Public relations, communication and interesting times in ChinaNote: Now at http://imagethief.com
How many lake disasters does that make this summer? Taihu. Dianchi. The season is young.
More here.
The story reads, in part: " A worker collects dead fish floating on Guanqiao Lake in Wuhan"
I read that as "A woefully unlucky SOB collects dead fish...".
Mike Rowe might say, "picking up 50 metric tons of rotting fish off the surface of a lake in the broiling sun. Dirty job."
I just say "EEEEEEEEWWWWW!"
Yicky.
My first thought at seeing the pictures is damn that must stink. My second thought was that I think I would avoid any fish products for a while. Who knows what they're doing with the dead fish.
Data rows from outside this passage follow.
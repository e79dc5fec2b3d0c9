/*
 * SPDX-FileCopyrightText: 2023 Inria
 * SPDX-FileCopyrightText: 2023 Sebastiano Vigna
 *
 * SPDX-License-Identifier: Apache-2.0 OR LGPL-2.1-or-later
 */

use crate::codes::decode_varint;
use core::iter::FusedIterator;

/// A forward-only position over the set pixels of a run-length stream.
///
/// A cursor is a plain value: every transition consumes a cursor and returns
/// the next one, so that a cursor can be copied to remember a position, but
/// it can never move backwards. It is always either on a set pixel or equal
/// to the end sentinel, whose index is the number of pixels.
///
/// Cursors decode the stream one run at a time. Runs of `false` are skipped
/// as a whole, so the cost of a full traversal is proportional to the number
/// of runs plus the number of set pixels, and not to the number of pixels.
///
/// Two cursors are equal if and only if they have the same index; in
/// particular, any cursor that has reached the end is equal to
/// [`Cursor::end`].
///
/// Usually cursors are obtained from
/// [`SparseBitmap::begin`](crate::impls::SparseBitmap::begin), and iterated
/// through [`Pixels`](crate::impls::Pixels).
#[derive(Debug, Clone, Copy)]
pub struct Cursor<'a> {
    /// The current pixel.
    index: usize,
    /// The number of pixels of the image.
    len: usize,
    /// The value of the current run.
    value: bool,
    /// Pixels left in the current run, including the current one.
    run: usize,
    /// The runs not decoded yet.
    runs: &'a [u8],
}

impl<'a> Cursor<'a> {
    /// Create a cursor on the first set pixel of the stream `runs` describing
    /// an image of `len` pixels.
    ///
    /// `initial_value` is the value of an empty run preceding the stream: as
    /// the value is toggled at each decoded run, the first run of the stream
    /// has value `!initial_value`. Streams produced by
    /// [`rle_encode`](crate::codes::rle_encode) start with a run of `false`,
    /// and thus need `initial_value` to be `true`.
    ///
    /// The stream must be a sequence of complete varints, as checked by
    /// [`SparseBitmap::from_runs`](crate::impls::SparseBitmap::from_runs).
    /// Otherwise the cursor ends at the first malformed varint, or panics if
    /// the `checks` feature is enabled.
    #[must_use]
    pub fn new(initial_value: bool, runs: &'a [u8], len: usize) -> Self {
        Self {
            index: 0,
            len,
            value: initial_value,
            run: 0,
            runs,
        }
        .skip_false_runs()
    }

    /// Return the end sentinel for an image of `len` pixels.
    #[must_use]
    pub const fn end(len: usize) -> Self {
        Self {
            index: len,
            len,
            value: false,
            run: 0,
            runs: &[],
        }
    }

    /// The index of the current pixel in row-major order, or the number of
    /// pixels if this is the end sentinel.
    #[inline(always)]
    pub fn index(&self) -> usize {
        self.index
    }

    /// Whether the cursor has passed the last set pixel.
    #[inline(always)]
    pub fn is_end(&self) -> bool {
        self.index >= self.len
    }

    /// The value of the current run (always `true`, except at the end).
    #[inline(always)]
    pub fn value(&self) -> bool {
        self.value
    }

    /// Decode the next run, toggling the run value.
    ///
    /// The index is not modified. Return `None` if the stream is exhausted or
    /// malformed.
    ///
    /// # Panics
    ///
    /// If the stream is malformed and the `checks` feature is enabled.
    #[inline]
    #[must_use]
    pub fn next_run(self) -> Option<Self> {
        if self.runs.is_empty() {
            return None;
        }
        let (run, len) = match decode_varint::<usize>(self.runs) {
            Ok(decoded) => decoded,
            Err(_err) => {
                #[cfg(feature = "checks")]
                panic!("Malformed run-length stream: {_err}");
                #[cfg(not(feature = "checks"))]
                return None;
            }
        };
        Some(Self {
            value: !self.value,
            run,
            runs: &self.runs[len..],
            ..self
        })
    }

    /// Move past the rest of the current run if it is a run of `false`,
    /// then keep decoding runs, skipping runs of `false` as a whole, until the
    /// cursor is inside a nonempty run of `true`.
    ///
    /// If the stream is exhausted first, return the end sentinel. A cursor
    /// inside a nonempty run of `true` is returned unchanged.
    #[inline]
    #[must_use]
    pub fn skip_false_runs(mut self) -> Self {
        loop {
            if self.index >= self.len {
                return self.into_end();
            }
            if self.value && self.run != 0 {
                // Streams describing more pixels than the image are truncated
                self.run = self.run.min(self.len - self.index);
                return self;
            }
            self.index = self.index.saturating_add(self.run);
            self.run = 0;
            match self.next_run() {
                Some(next) => self = next,
                None => return self.into_end(),
            }
        }
    }

    /// Move to the next set pixel, or to the end.
    ///
    /// Advancing the end sentinel returns the end sentinel.
    #[inline]
    #[must_use]
    pub fn advance(self) -> Self {
        if self.is_end() {
            return self.into_end();
        }
        let next = Self {
            index: self.index + 1,
            run: self.run - 1,
            ..self
        }
        .skip_false_runs();
        #[cfg(feature = "checks")]
        assert!(
            next.index > self.index,
            "Cursor did not move forward: {} -> {}",
            self.index,
            next.index
        );
        next
    }

    #[inline(always)]
    fn into_end(self) -> Self {
        Self::end(self.len)
    }
}

impl PartialEq for Cursor<'_> {
    fn eq(&self, other: &Self) -> bool {
        self.index == other.index
    }
}

impl Eq for Cursor<'_> {}

/// An iterator over the row-major indices of the set pixels of a
/// [`SparseBitmap`](crate::impls::SparseBitmap).
///
/// The iterator cannot be restarted: to traverse the pixels again, obtain a
/// new iterator from the bitmap.
#[derive(Debug, Clone)]
pub struct Indices<'a> {
    cursor: Cursor<'a>,
}

impl<'a> Indices<'a> {
    pub fn new(cursor: Cursor<'a>) -> Self {
        Self { cursor }
    }

    /// The cursor on the next pixel that will be returned.
    pub fn cursor(&self) -> Cursor<'a> {
        self.cursor
    }
}

impl Iterator for Indices<'_> {
    type Item = usize;

    #[inline]
    fn next(&mut self) -> Option<usize> {
        if self.cursor.is_end() {
            return None;
        }
        let index = self.cursor.index();
        self.cursor = self.cursor.advance();
        Some(index)
    }

    fn size_hint(&self) -> (usize, Option<usize>) {
        if self.cursor.is_end() {
            (0, Some(0))
        } else {
            (1, Some(self.cursor.len - self.cursor.index))
        }
    }
}

impl FusedIterator for Indices<'_> {}

/// An iterator over the coordinates `(row, column)` of the set pixels of a
/// [`SparseBitmap`](crate::impls::SparseBitmap), in row-major order.
///
/// The iterator cannot be restarted: to traverse the pixels again, obtain a
/// new iterator from the bitmap.
#[derive(Debug, Clone)]
pub struct Pixels<'a> {
    indices: Indices<'a>,
    width: usize,
}

impl<'a> Pixels<'a> {
    pub fn new(cursor: Cursor<'a>, width: usize) -> Self {
        Self {
            indices: Indices::new(cursor),
            width,
        }
    }

    /// The cursor on the next pixel that will be returned.
    pub fn cursor(&self) -> Cursor<'a> {
        self.indices.cursor()
    }
}

impl Iterator for Pixels<'_> {
    type Item = (usize, usize);

    #[inline]
    fn next(&mut self) -> Option<(usize, usize)> {
        self.indices
            .next()
            .map(|index| (index / self.width, index % self.width))
    }

    fn size_hint(&self) -> (usize, Option<usize>) {
        self.indices.size_hint()
    }
}

impl FusedIterator for Pixels<'_> {}
/*
 * SPDX-FileCopyrightText: 2023 Tommaso Fontana
 * SPDX-FileCopyrightText: 2023 Sebastiano Vigna
 *
 * SPDX-License-Identifier: Apache-2.0 OR LGPL-2.1-or-later
 */

//! Variable-length integer codes.
//!
//! A natural number with a binary representation of *k* bits is written using
//! ⌈*k* / 7⌉ bytes (at least one). Each byte carries seven bits of payload in
//! its lower bits; the highest bit is a continuation bit, which is one for all
//! bytes except the last one.
//!
//! With respect to the taxonomy of variable-length byte codes, this is a
//! *little-endian*, *incomplete*, *ungrouped* representation: the first byte
//! contains the least significant seven bits, zero can be written in several
//! ways (only the single-byte one is produced, all of them are accepted), and
//! continuation bits are spread over the bytes. It is the unsigned
//! [LEB128](https://en.wikipedia.org/wiki/LEB128) code used by LLVM, DWARF and
//! Protocol Buffers.
//!
//! | Value   | Bytes              |
//! |---------|--------------------|
//! | 0       | `0x00`             |
//! | 1       | `0x01`             |
//! | 127     | `0x7F`             |
//! | 128     | `0x80 0x01`        |
//! | 300     | `0xAC 0x02`        |
//! | 2³²     | `0x80 0x80 0x80 0x80 0x10` |
//!
//! Streams of varints have no framing: a consumer must know how many
//! integers to decode, or must decode until the bytes are exhausted.
//!
//! Both [`encode_varint`] and [`decode_varint`] work on caller-owned slices
//! and never allocate. They are generic over the [word](crate::traits::Word)
//! type; decoding into a type too narrow for the encoded value is an error.

use crate::error::{Error, Result};
use crate::traits::Word;
use num_traits::NumCast;

/// The continuation bit of each byte.
const CONTINUATION: u8 = 0x80;
/// The payload bits of each byte.
const PAYLOAD: u8 = 0x7F;
/// Payload bits per byte.
const SHIFT: u32 = 7;

/// Return the length of the varint code for `value` in bytes.
#[must_use]
#[inline]
pub fn len_varint<T: Word>(value: T) -> usize {
    let bits = T::BITS - value.leading_zeros();
    (bits.max(1) as usize).div_ceil(SHIFT as usize)
}

/// Encode `value` at the start of `dest` and return the number of bytes
/// written.
///
/// # Errors
///
/// [`Error::BufferTooSmall`] if `dest` is shorter than
/// [`len_varint(value)`](len_varint).
///
/// # Examples
/// ```
/// use rle_bitmap::prelude::*;
///
/// let mut buffer = [0_u8; 4];
/// assert_eq!(encode_varint(300_u32, &mut buffer)?, 2);
/// assert_eq!(buffer[..2], [0xAC, 0x02]);
/// # Ok::<(), rle_bitmap::Error>(())
/// ```
#[inline]
pub fn encode_varint<T: Word>(mut value: T, dest: &mut [u8]) -> Result<usize> {
    let capacity = dest.len();
    for (written, slot) in dest.iter_mut().enumerate() {
        let byte: u8 = value.as_() & PAYLOAD;
        value = value >> SHIFT as usize;
        if value.is_zero() {
            *slot = byte;
            return Ok(written + 1);
        }
        *slot = byte | CONTINUATION;
    }
    Err(Error::BufferTooSmall { capacity })
}

/// Decode a single value from the start of `src` and return it together with
/// the number of bytes consumed.
///
/// Bytes after the first one with a clear continuation bit are not touched.
///
/// # Errors
///
/// - [`Error::TruncatedInput`] if `src` ends while the continuation bit of
///   its last byte is set (in particular, if `src` is empty);
/// - [`Error::Overflow`] if the value has non-zero bits beyond the width
///   of `T`.
///
/// # Examples
/// ```
/// use rle_bitmap::prelude::*;
///
/// assert_eq!(decode_varint::<u32>(&[0xAC, 0x02, 0xFF])?, (300, 2));
/// assert!(decode_varint::<u32>(&[0xAC]).is_err());
/// # Ok::<(), rle_bitmap::Error>(())
/// ```
#[inline]
pub fn decode_varint<T: Word>(src: &[u8]) -> Result<(T, usize)> {
    let mut value = T::zero();
    let mut shift = 0;
    for (position, &byte) in src.iter().enumerate() {
        let payload: T = <T as NumCast>::from(byte & PAYLOAD).ok_or(Error::Overflow {
            position,
            bits: T::BITS,
        })?;
        if !payload.is_zero() {
            // Bits shifted out of the type would be lost silently
            if shift >= T::BITS || (payload << shift as usize) >> shift as usize != payload {
                return Err(Error::Overflow {
                    position,
                    bits: T::BITS,
                });
            }
            value = value | payload << shift as usize;
        }
        if byte & CONTINUATION == 0 {
            return Ok((value, position + 1));
        }
        shift += SHIFT;
    }
    Err(Error::TruncatedInput {
        position: src.len(),
    })
}
/*
 * SPDX-FileCopyrightText: 2023 Tommaso Fontana
 * SPDX-FileCopyrightText: 2023 Inria
 * SPDX-FileCopyrightText: 2023 Sebastiano Vigna
 *
 * SPDX-License-Identifier: Apache-2.0 OR LGPL-2.1-or-later
 */

/*!

Sparse bitmaps and their cursors.

A [`SparseBitmap`] stores a binary image as a [run-length
stream](crate::codes::rle). You can build one from a dense image with
[`SparseBitmap::from_dense`], or wrap an existing stream with
[`SparseBitmap::from_runs`]; in the latter case, the stream can be owned or
borrowed, as the bitmap is generic over its backend.

Set pixels are enumerated by a [`Cursor`], which decodes the stream lazily,
one run at a time, and skips runs of unset pixels without visiting them. Most
of the time you will not use cursors directly, but rather the iterators
[`Pixels`] (coordinates) and [`Indices`] (row-major indices) returned by
[`SparseBitmap::iter`] and [`SparseBitmap::indices`].

*/

mod cursor;
pub use cursor::*;

mod sparse_bitmap;
pub use sparse_bitmap::*;
#![no_main]

use libfuzzer_sys::fuzz_target;
use rle_bitmap::fuzz::eval::*;

fuzz_target!(|data: FuzzCase| harness(data));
Thanks, Shaun. One more thing for me to worry about. Perhaps they can grind the fish up for baozi:
http://news.yahoo.com/s/ap/20070712/ap_on_re_as/china_cardboard_buns
More likely the fish might end up in "yu song" that you can enjoy with "man tou" or sprinkle into your "xi fan." Yummy.
Even in the great US of A, you should see what delicacies go into prison food and old-age home food. I once closed down a frozen fish importer/wholesaler who had defrauded my bank client of several $ million, and we sold most of its abandoned, unattractive product to a well-connected processor who told me that we would never recognize the fish product after he finished working his magic on it. Anyone looking for a career in food processing?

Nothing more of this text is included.